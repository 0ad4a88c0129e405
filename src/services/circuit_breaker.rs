//! circuit_breaker.rs
//!
//! "Автоматический выключатель" для вызовов бэкенда. После серии сбоев подряд
//! перестаёт пускать запросы на заданное время и отдаёт ошибку сразу.
//! Сам ничего не повторяет: повтор - всегда решение пользователя.

use std::sync::{Mutex, MutexGuard, PoisonError};
use tokio::time::{Duration, Instant};
use tracing::{error, info, warn};

use crate::config::CircuitBreakerConfig;

/// Состояния "Автоматического выключателя" (Circuit Breaker).
#[derive(Debug, Clone, Copy, PartialEq, Eq)]
pub enum CircuitState {
    /// **Closed (Замкнуто)**: Нормальный режим работы. Запросы к сервису разрешены.
    Closed,
    /// **Open (Разомкнуто)**: Запросы временно запрещены после серии сбоев.
    Open,
    /// **HalfOpen (Полуоткрыто)**: Таймаут истёк, пропускаем пробный запрос.
    HalfOpen,
}

#[derive(Debug)]
struct BreakerInner {
    state: CircuitState,
    failure_count: u32,
    opened_at: Option<Instant>,
}

#[derive(Debug)]
pub struct CircuitBreaker {
    inner: Mutex<BreakerInner>,
    /// Порог сбоев, после которого выключатель переходит в состояние Open.
    failure_threshold: u32,
    /// Сколько держим Open перед пробным запросом.
    timeout_duration: Duration,
}

impl CircuitBreaker {
    pub fn new(failure_threshold: u32, timeout_seconds: u64) -> Self {
        Self {
            inner: Mutex::new(BreakerInner {
                state: CircuitState::Closed,
                failure_count: 0,
                opened_at: None,
            }),
            failure_threshold: failure_threshold.max(1),
            timeout_duration: Duration::from_secs(timeout_seconds),
        }
    }

    pub fn from_config(config: &CircuitBreakerConfig) -> Self {
        Self::new(config.failure_threshold, config.timeout_seconds)
    }

    // Отравленный мьютекс не критичен: состояние - пара счётчиков.
    fn lock(&self) -> MutexGuard<'_, BreakerInner> {
        self.inner.lock().unwrap_or_else(PoisonError::into_inner)
    }

    /// Проверяет, можно ли выполнить следующий запрос к сервису.
    pub fn can_execute(&self) -> bool {
        let mut inner = self.lock();

        match inner.state {
            CircuitState::Closed | CircuitState::HalfOpen => true,
            CircuitState::Open => {
                let elapsed = inner
                    .opened_at
                    .map(|t| t.elapsed())
                    .unwrap_or(self.timeout_duration);

                if elapsed >= self.timeout_duration {
                    inner.state = CircuitState::HalfOpen;
                    info!("Circuit breaker transitioning to HalfOpen state");
                    true
                } else {
                    false
                }
            }
        }
    }

    /// Регистрирует успешное выполнение запроса.
    pub fn record_success(&self) {
        let mut inner = self.lock();

        if inner.state == CircuitState::HalfOpen {
            info!("Circuit breaker recovered - transitioning to Closed state");
        }
        inner.state = CircuitState::Closed;
        inner.failure_count = 0;
        inner.opened_at = None;
    }

    /// Регистрирует неудачное выполнение запроса.
    pub fn record_failure(&self) {
        let mut inner = self.lock();
        inner.failure_count = inner.failure_count.saturating_add(1);

        match inner.state {
            CircuitState::Closed if inner.failure_count >= self.failure_threshold => {
                inner.state = CircuitState::Open;
                inner.opened_at = Some(Instant::now());
                error!(
                    "Circuit breaker OPENED - {} failures reached threshold {}",
                    inner.failure_count, self.failure_threshold
                );
            }
            CircuitState::HalfOpen => {
                inner.state = CircuitState::Open;
                inner.opened_at = Some(Instant::now());
                warn!("Circuit breaker test failed - returning to Open state");
            }
            _ => {}
        }
    }

    pub fn get_state(&self) -> CircuitState {
        self.lock().state
    }

    pub fn failure_count(&self) -> u32 {
        self.lock().failure_count
    }
}

#[cfg(test)]
mod tests {
    use super::*;

    #[test]
    fn opens_after_threshold_consecutive_failures() {
        let breaker = CircuitBreaker::new(3, 60);

        breaker.record_failure();
        breaker.record_failure();
        assert_eq!(breaker.get_state(), CircuitState::Closed);
        assert!(breaker.can_execute());

        breaker.record_failure();
        assert_eq!(breaker.get_state(), CircuitState::Open);
        assert!(!breaker.can_execute());
    }

    #[test]
    fn success_resets_failure_count() {
        let breaker = CircuitBreaker::new(2, 60);

        breaker.record_failure();
        breaker.record_success();
        breaker.record_failure();

        assert_eq!(breaker.get_state(), CircuitState::Closed);
        assert_eq!(breaker.failure_count(), 1);
    }

    #[tokio::test(start_paused = true)]
    async fn half_open_after_timeout_then_recovers() {
        let breaker = CircuitBreaker::new(1, 10);
        breaker.record_failure();
        assert!(!breaker.can_execute());

        tokio::time::advance(Duration::from_secs(11)).await;

        assert!(breaker.can_execute());
        assert_eq!(breaker.get_state(), CircuitState::HalfOpen);

        breaker.record_success();
        assert_eq!(breaker.get_state(), CircuitState::Closed);
    }

    #[tokio::test(start_paused = true)]
    async fn failed_half_open_call_reopens() {
        let breaker = CircuitBreaker::new(1, 10);
        breaker.record_failure();
        tokio::time::advance(Duration::from_secs(11)).await;
        assert!(breaker.can_execute());

        breaker.record_failure();

        assert_eq!(breaker.get_state(), CircuitState::Open);
        assert!(!breaker.can_execute());
    }
}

········

Referring to the material above, set down exactly the lines between the line with "inner.state = CircuitState::HalfOpen;" and the line with "if inner.state == CircuitState::HalfOpen", inclusive, and no other lines.

▸ Response to the task
                    inner.state = CircuitState::HalfOpen;
                    info!("Circuit breaker transitioning to HalfOpen state");
                    true
                } else {
                    false
                }
            }
        }
    }

    /// Регистрирует успешное выполнение запроса.
    pub fn record_success(&self) {
        let mut inner = self.lock();

        if inner.state == CircuitState::HalfOpen {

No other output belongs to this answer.